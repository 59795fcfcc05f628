//! Free-form product attributes: a bounded, ordered name/value list.

use serde::{Deserialize, Serialize};
use shopledger_core::{DomainError, DomainResult, ValueObject};

/// An attribute list never grows beyond five entries.
pub const MAX_ATTRIBUTES: usize = 5;

/// One free-form attribute, e.g. `Color: Black` or `Memory: 128GB`.
#[derive(Debug, Clone, Default, PartialEq, Eq, Serialize, Deserialize)]
pub struct Attribute {
    pub name: String,
    pub value: String,
}

impl Attribute {
    fn is_complete(&self) -> bool {
        !self.name.is_empty() && !self.value.is_empty()
    }
}

impl ValueObject for Attribute {}

/// Which attribute field an edit targets.
#[derive(Debug, Clone, Copy, PartialEq, Eq, Serialize, Deserialize)]
#[serde(rename_all = "lowercase")]
pub enum AttributeField {
    Name,
    Value,
}

/// Ordered attribute list, 1..=5 entries.
///
/// Starts with one blank entry. The floor of one mirrors the discount
/// schedule: an empty list would have no last entry to satisfy the
/// append precondition, so growth could never restart.
#[derive(Debug, Clone, PartialEq, Eq, Serialize, Deserialize)]
pub struct AttributeList {
    entries: Vec<Attribute>,
}

impl Default for AttributeList {
    fn default() -> Self {
        Self::new()
    }
}

impl AttributeList {
    /// A fresh list: one blank entry.
    pub fn new() -> Self {
        Self {
            entries: vec![Attribute::default()],
        }
    }

    /// Rehydrate a list from entries produced by an earlier list operation.
    pub fn from_entries(entries: Vec<Attribute>) -> Self {
        Self { entries }
    }

    pub fn entries(&self) -> &[Attribute] {
        &self.entries
    }

    pub fn len(&self) -> usize {
        self.entries.len()
    }

    pub fn is_empty(&self) -> bool {
        self.entries.is_empty()
    }

    /// Append a blank entry, permitted only while the list holds fewer
    /// than five entries and the current last entry has both its name and
    /// value filled in.
    pub fn add(&self) -> DomainResult<Self> {
        if self.entries.len() >= MAX_ATTRIBUTES {
            return Err(DomainError::invariant(format!(
                "a product holds at most {MAX_ATTRIBUTES} attributes"
            )));
        }
        if !self.entries.last().is_some_and(Attribute::is_complete) {
            return Err(DomainError::invariant(
                "fill in the last attribute before adding another",
            ));
        }
        let mut entries = self.entries.clone();
        entries.push(Attribute::default());
        Ok(Self { entries })
    }

    /// Remove the entry at `index`; one entry always remains.
    pub fn remove(&self, index: usize) -> DomainResult<Self> {
        self.entry(index)?;
        if self.entries.len() <= 1 {
            return Err(DomainError::invariant(
                "a product keeps at least one attribute row",
            ));
        }
        let mut entries = self.entries.clone();
        entries.remove(index);
        Ok(Self { entries })
    }

    /// Assign one field of one entry; no derived computation.
    pub fn edit(&self, index: usize, field: AttributeField, value: &str) -> DomainResult<Self> {
        let mut entry = self.entry(index)?.clone();
        match field {
            AttributeField::Name => entry.name = value.to_string(),
            AttributeField::Value => entry.value = value.to_string(),
        }
        let mut entries = self.entries.clone();
        entries[index] = entry;
        Ok(Self { entries })
    }

    fn entry(&self, index: usize) -> DomainResult<&Attribute> {
        self.entries
            .get(index)
            .ok_or_else(|| DomainError::validation(format!("no attribute at index {index}")))
    }
}
impl ProductDraft {
    /// Create an empty, not-yet-opened instance for rehydration.
    pub fn empty(id: DraftId) -> Self {
        Self {
            id,
            tenant_id: None,
            name: String::new(),
            description: String::new(),
            sku: String::new(),
            threshold_value: String::new(),
            purchased_date: String::new(),
            expired_date: String::new(),
            quantity: String::new(),
            category: None,
            unit: None,
            currency: Currency::default(),
            tax_mode: TaxMode::Unset,
            wholesale: PriceBlock::default(),
            retail: PriceBlock::default(),
            attributes: AttributeList::new(),
            status: DraftStatus::Editing,
            version: 0,
            opened: false,
        }
    }

    pub fn id_typed(&self) -> DraftId {
        self.id
    }

    pub fn tenant_id(&self) -> Option<TenantId> {
        self.tenant_id
    }

    pub fn name(&self) -> &str {
        &self.name
    }

    pub fn description(&self) -> &str {
        &self.description
    }

    pub fn sku(&self) -> &str {
        &self.sku
    }

    pub fn threshold_value(&self) -> &str {
        &self.threshold_value
    }

    pub fn purchased_date(&self) -> &str {
        &self.purchased_date
    }

    pub fn expired_date(&self) -> &str {
        &self.expired_date
    }

    pub fn quantity(&self) -> &str {
        &self.quantity
    }

    pub fn category(&self) -> Option<CategoryId> {
        self.category
    }

    pub fn unit(&self) -> Option<Unit> {
        self.unit
    }

    pub fn currency(&self) -> Currency {
        self.currency
    }

    pub fn tax_mode(&self) -> TaxMode {
        self.tax_mode
    }

    pub fn block(&self, class: PriceClass) -> &PriceBlock {
        match class {
            PriceClass::Wholesale => &self.wholesale,
            PriceClass::Retail => &self.retail,
        }
    }

    pub fn attributes(&self) -> &AttributeList {
        &self.attributes
    }

    pub fn status(&self) -> DraftStatus {
        self.status
    }

    pub fn is_discarded(&self) -> bool {
        self.status == DraftStatus::Discarded
    }

    fn block_mut(&mut self, class: PriceClass) -> &mut PriceBlock {
        match class {
            PriceClass::Wholesale => &mut self.wholesale,
            PriceClass::Retail => &mut self.retail,
        }
    }

    /// GST is a pure function of the post-edit state, so re-deriving it
    /// here keeps `apply` deterministic without carrying it in events.
    fn refresh_gst(&mut self, class: PriceClass) {
        let mode = self.tax_mode;
        let block = self.block_mut(class);
        block.gst = tax::gst_for(mode, &block.selling_price);
    }
}

impl AggregateRoot for ProductDraft {
    type Id = DraftId;

    fn id(&self) -> &Self::Id {
        &self.id
    }

    fn version(&self) -> u64 {
        self.version
    }
}

/// Edit operation against a draft; one user interaction each.
#[derive(Debug, Clone, PartialEq, Serialize, Deserialize)]
pub enum DraftOp {
    /// Open a fresh, empty draft for an editing session.
    Open,
    /// Assign a plain text field as typed.
    SetScalar { field: ScalarField, value: String },
    SelectCategory { category: CategoryId },
    SelectUnit { unit: Unit },
    SelectCurrency { currency: Currency },
    /// Choose the draft-wide tax mode; GST recomputes for both classes.
    SetTaxMode { mode: TaxMode },
    /// Keystroke edit of a price field, stored as typed, never reformatted.
    SetPrice {
        class: PriceClass,
        field: PriceField,
        value: String,
    },
    /// Blur of a price field; the stored value is canonicalized.
    CommitPrice { class: PriceClass, field: PriceField },
    EditDiscount {
        class: PriceClass,
        index: usize,
        field: DiscountField,
        value: String,
    },
    /// Blur of a discount price cell.
    CommitDiscountPrice { class: PriceClass, index: usize },
    AddDiscountTier { class: PriceClass },
    RemoveDiscountTier { class: PriceClass, index: usize },
    EditAttribute {
        index: usize,
        field: AttributeField,
        value: String,
    },
    AddAttribute,
    RemoveAttribute { index: usize },
    /// Discard the draft; terminal.
    Discard,
}

/// Command envelope: every edit targets one draft within one tenant.
#[derive(Debug, Clone, PartialEq, Serialize, Deserialize)]
pub struct DraftCommand {
    pub tenant_id: TenantId,
    pub draft_id: DraftId,
    pub occurred_at: DateTime<Utc>,
    pub op: DraftOp,
}

/// Accepted change, recorded as a fact. List-shaped changes carry the
/// resulting list so `apply` is plain assignment.
#[derive(Debug, Clone, PartialEq, Eq, Serialize, Deserialize)]
pub enum DraftChange {
    Opened,
    ScalarSet { field: ScalarField, value: String },
    CategorySelected { category: CategoryId },
    UnitSelected { unit: Unit },
    CurrencySelected { currency: Currency },
    TaxModeSet { mode: TaxMode },
    PriceSet {
        class: PriceClass,
        field: PriceField,
        value: String,
    },
    PriceCommitted {
        class: PriceClass,
        field: PriceField,
        price: String,
    },
    DiscountsChanged {
        class: PriceClass,
        tiers: Vec<DiscountTier>,
    },
    AttributesChanged { entries: Vec<Attribute> },
    Discarded,
}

::::

Go through the lines above. Select every one that has the string "AttributeField".

pub enum AttributeField {
    pub fn edit(&self, index: usize, field: AttributeField, value: &str) -> DomainResult<Self> {
            AttributeField::Name => entry.name = value.to_string(),
            AttributeField::Value => entry.value = value.to_string(),
        field: AttributeField,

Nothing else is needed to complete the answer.